WORK REQUEST
Extract all lines in the data that contain the word "path".

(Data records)

======

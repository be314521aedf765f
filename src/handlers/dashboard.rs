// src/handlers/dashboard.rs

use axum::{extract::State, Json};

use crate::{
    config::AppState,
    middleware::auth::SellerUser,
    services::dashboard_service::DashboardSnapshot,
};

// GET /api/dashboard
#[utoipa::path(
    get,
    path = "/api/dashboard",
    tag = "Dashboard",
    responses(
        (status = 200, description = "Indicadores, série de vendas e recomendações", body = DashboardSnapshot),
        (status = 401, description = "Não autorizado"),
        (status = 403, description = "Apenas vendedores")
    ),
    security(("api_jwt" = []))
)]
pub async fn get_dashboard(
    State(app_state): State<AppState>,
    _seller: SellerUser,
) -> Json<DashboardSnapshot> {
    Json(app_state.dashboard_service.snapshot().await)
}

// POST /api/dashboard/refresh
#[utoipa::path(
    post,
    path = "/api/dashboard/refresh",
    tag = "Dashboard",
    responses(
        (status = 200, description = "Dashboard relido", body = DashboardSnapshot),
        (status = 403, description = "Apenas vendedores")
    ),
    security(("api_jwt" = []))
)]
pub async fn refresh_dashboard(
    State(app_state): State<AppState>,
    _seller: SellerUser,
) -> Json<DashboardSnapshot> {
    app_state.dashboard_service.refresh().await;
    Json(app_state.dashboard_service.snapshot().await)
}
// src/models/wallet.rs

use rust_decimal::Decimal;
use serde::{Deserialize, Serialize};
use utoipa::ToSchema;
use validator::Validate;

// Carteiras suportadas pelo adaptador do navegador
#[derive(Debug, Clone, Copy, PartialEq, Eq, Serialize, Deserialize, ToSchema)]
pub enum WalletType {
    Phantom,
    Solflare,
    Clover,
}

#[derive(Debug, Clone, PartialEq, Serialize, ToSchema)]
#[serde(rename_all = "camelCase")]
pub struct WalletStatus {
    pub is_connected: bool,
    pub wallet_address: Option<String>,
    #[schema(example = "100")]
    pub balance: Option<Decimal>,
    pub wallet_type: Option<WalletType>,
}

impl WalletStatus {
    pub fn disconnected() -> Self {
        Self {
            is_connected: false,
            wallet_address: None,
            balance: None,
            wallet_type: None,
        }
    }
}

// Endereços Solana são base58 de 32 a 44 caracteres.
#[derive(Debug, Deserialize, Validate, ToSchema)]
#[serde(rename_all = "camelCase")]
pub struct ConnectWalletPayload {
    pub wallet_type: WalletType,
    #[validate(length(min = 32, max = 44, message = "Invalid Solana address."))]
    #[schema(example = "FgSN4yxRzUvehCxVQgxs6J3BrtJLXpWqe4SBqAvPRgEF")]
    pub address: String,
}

======

OUTPUT
#[utoipa::path(
    path = "/api/dashboard",
#[utoipa::path(
    path = "/api/dashboard/refresh",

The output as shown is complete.